Spending watchdog seeks to block formal appointment of health chief
AN OFFICIAL attempt to block the appointment of top civil servant Robert Watt as the new head of the Department of Health is under way.
The Public Accounts Committee (PAC) has agreed to send a letter seeking the suspension of the recruitment process for the new secretary general, with Mr Watt acting as interim head of the department.
The PAC is seeking to block his formal appointment to the role with a new annual salary of €292,000 pending an examination of how the level of his remuneration was decided upon.
The decision was taken by cross-party TDs at a private meeting of the committee yesterday after a long discussion. A large majority supported it.
Members went ahead with
the unprecedented letter despite the clerk of the committee advising that it was a potential breach of standing orders. The meeting was told it could also be construed by its recipient, the Dáil Committee on Procedure and Privilege (CPP), as the PAC overstepping its powers.
The CPP, the main Leinster House committee to oversee all others, is currently considering the PAC’s request to extend its remit in order to hold hearings to consider remuneration for senior civil service posts in general.
Mr Watt would be given an €81,000 pay rise to take the role and he would be earning €81,000 more than the previous health chief.
The clerk advised the committee that it should delay sending the letter until after the CPP had ruled on whether the PAC should be allowed to examine the wider issue.
Members were warned that sending a letter seeking suspension of Mr Watt’s appointment process could jeopardise its first request.

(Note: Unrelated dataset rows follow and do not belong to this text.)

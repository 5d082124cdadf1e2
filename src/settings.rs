use std::path::PathBuf;

use serde::{Deserialize, Serialize};

use crate::audio::{CaptureConfig, DeviceSelector};
use crate::engine::EngineLayout;
use crate::ScopeApp;

/// Largest hardware chunk we ask the device for
const MAX_CHUNK_SIZE: usize = 1 << 16;

/// Upper bound on the samples held by the display window, and by the ring
const MAX_BUFFER_SAMPLES: usize = 1 << 21;

/// Returns the path to the settings file: `~/.config/audioscope/settings.json`
fn settings_path() -> PathBuf {
    let mut path = dirs::config_dir().unwrap_or_else(|| PathBuf::from("."));
    path.push("audioscope");
    path.push("settings.json");
    path
}

/// Persisted application settings.
///
/// Serialized as JSON to the platform config directory.
/// Fields use `#[serde(default)]` so that adding new settings
/// won't break existing config files.
#[derive(Debug, Clone, PartialEq, Serialize, Deserialize)]
#[serde(default)]
pub struct AppSettings {
    // Capture
    pub sample_rate: u32,
    pub channels: u16,
    pub sample_width: u16,
    pub chunk_size: usize,
    pub device: DeviceSelector,

    // Buffering
    pub max_chunks: usize,
    pub ring_chunks: usize,

    // Recording
    pub record_dir: Option<PathBuf>,

    // Display
    pub line_width: f32,
    pub zoom: f32,
    pub show_graticule: bool,
}

impl Default for AppSettings {
    fn default() -> Self {
        let capture = CaptureConfig::default();
        let layout = EngineLayout::default();
        Self {
            sample_rate: capture.sample_rate,
            channels: capture.channels,
            sample_width: capture.sample_width,
            chunk_size: capture.chunk_size,
            device: capture.device,

            max_chunks: layout.max_chunks,
            ring_chunks: layout.ring_chunks,

            record_dir: None,

            line_width: 1.0,
            zoom: 1.0,
            show_graticule: true,
        }
    }
}

impl AppSettings {
    /// Load settings from disk, falling back to defaults on any error.
    pub fn load() -> Self {
        let path = settings_path();
        match std::fs::read_to_string(&path) {
            Ok(contents) => match serde_json::from_str::<Self>(&contents) {
                Ok(settings) => {
                    log::info!("Loaded settings from {}", path.display());
                    settings.sanitized()
                }
                Err(e) => {
                    log::warn!("Failed to parse settings ({}), using defaults", e);
                    Self::default()
                }
            },
            Err(e) => {
                log::info!("No settings file found ({}), using defaults", e);
                Self::default()
            }
        }
    }

    /// Save settings to disk as pretty JSON.
    pub fn save(&self) {
        let path = settings_path();
        if let Some(parent) = path.parent() {
            if let Err(e) = std::fs::create_dir_all(parent) {
                log::warn!("Failed to create config directory: {}", e);
                return;
            }
        }
        match serde_json::to_string_pretty(self) {
            Ok(json) => {
                if let Err(e) = std::fs::write(&path, json) {
                    log::warn!("Failed to write settings: {}", e);
                }
            }
            Err(e) => {
                log::warn!("Failed to serialize settings: {}", e);
            }
        }
    }

    /// Replace values the engine can't run with by their defaults.
    pub fn sanitized(mut self) -> Self {
        let defaults = Self::default();

        if self.sample_rate == 0 {
            log::warn!("Invalid sample rate 0, using {}", defaults.sample_rate);
            self.sample_rate = defaults.sample_rate;
        }
        if self.channels == 0 {
            log::warn!("Invalid channel count 0, using {}", defaults.channels);
            self.channels = defaults.channels;
        }
        if self.sample_width != 2 {
            log::warn!(
                "Only 16-bit capture is supported, ignoring sample width {}",
                self.sample_width
            );
            self.sample_width = defaults.sample_width;
        }
        if self.chunk_size == 0 {
            log::warn!("Invalid chunk size 0, using {}", defaults.chunk_size);
            self.chunk_size = defaults.chunk_size;
        }
        if self.chunk_size > MAX_CHUNK_SIZE {
            log::warn!(
                "Chunk size {} is too large, using {}",
                self.chunk_size,
                MAX_CHUNK_SIZE
            );
            self.chunk_size = MAX_CHUNK_SIZE;
        }

        // Both buffers are sized in chunks
        let chunk_limit = MAX_BUFFER_SAMPLES / self.chunk_size;
        if self.max_chunks == 0 {
            self.max_chunks = defaults.max_chunks.min(chunk_limit);
        }
        if self.max_chunks > chunk_limit {
            log::warn!(
                "Display window of {} chunks is too large, using {}",
                self.max_chunks,
                chunk_limit
            );
            self.max_chunks = chunk_limit;
        }
        if self.ring_chunks < 2 {
            log::warn!("Ring must hold at least 2 chunks, using {}", defaults.ring_chunks);
            self.ring_chunks = defaults.ring_chunks;
        }
        if self.ring_chunks > chunk_limit {
            log::warn!(
                "Ring of {} chunks is too large, using {}",
                self.ring_chunks,
                chunk_limit
            );
            self.ring_chunks = chunk_limit;
        }
        if self.line_width.is_nan() || self.line_width <= 0.0 {
            self.line_width = defaults.line_width;
        }
        if self.zoom.is_nan() || self.zoom <= 0.0 {
            self.zoom = defaults.zoom;
        }
        self
    }

    pub fn capture_config(&self) -> CaptureConfig {
        CaptureConfig {
            sample_rate: self.sample_rate,
            channels: self.channels,
            sample_width: self.sample_width,
            chunk_size: self.chunk_size,
            device: self.device.clone(),
        }
    }

    pub fn layout(&self) -> EngineLayout {
        EngineLayout {
            max_chunks: self.max_chunks,
            ring_chunks: self.ring_chunks,
        }
    }

    /// Pull back the values the user can change while running.
    pub fn update_from_app(&mut self, app: &ScopeApp) {
        self.device = app.engine.config().device.clone();
        self.line_width = app.trace.settings.line_width;
        self.zoom = app.trace.settings.zoom;
        self.show_graticule = app.trace.settings.show_graticule;
    }

    /// Apply loaded display settings to the running application.
    pub fn apply(&self, app: &mut ScopeApp) {
        app.trace.settings.line_width = self.line_width;
        app.trace.settings.zoom = self.zoom;
        app.trace.settings.show_graticule = self.show_graticule;
    }
}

It is understood Fine Gael TDs Colm Burke and Jennifer Carroll MacNeill and Fianna Fáil TD Paul McAuliffe were sympathetic to this advice. But everyone else in the committee was for sending the letter immediately.
“We are simply expressing an opinion that the recruitment process should be suspended until such time as whomsoever examines the process in detail, be it the PAC, Finance Committee, both or another body altogether, looks at it in detail,” one committee member told the Irish Independent.
Members decided against an alternative proposal to send a second letter to the CPP saying the letter seeking suspension of the recruitment process should not be seen as the PAC examining the issue already.
Fianna Fáil TD Marc MacSharry, Sinn Féin’s Matt Carthy, Independent Verona Murphy, Social Democrat co-leader Catherine Murphy and Labour’s Sean Sherlock were all “very strong” on wanting the letter sent last night, sources said.
Mr Burke said he would have preferred to wait a few days, as suggested by the clerk.
“But in the final analysis no-one objected to the letter going,” a source said.
PAC chairman Brian Stanley (Sinn Féin) was also said to be very much in favour of the letter going out last night.
Mr Watt is a former secretary general of the Department of Public Expenditure and Reform, headed by Minister Michael McGrath. Mr McGrath has defended the restructuring of Mr Watt’s remuneration package.
Separately the Budgetary Oversight Committee heard that the appointment should be an open process with any person entitled to apply, with the terms attached to the position advertised in an open and transparent manner.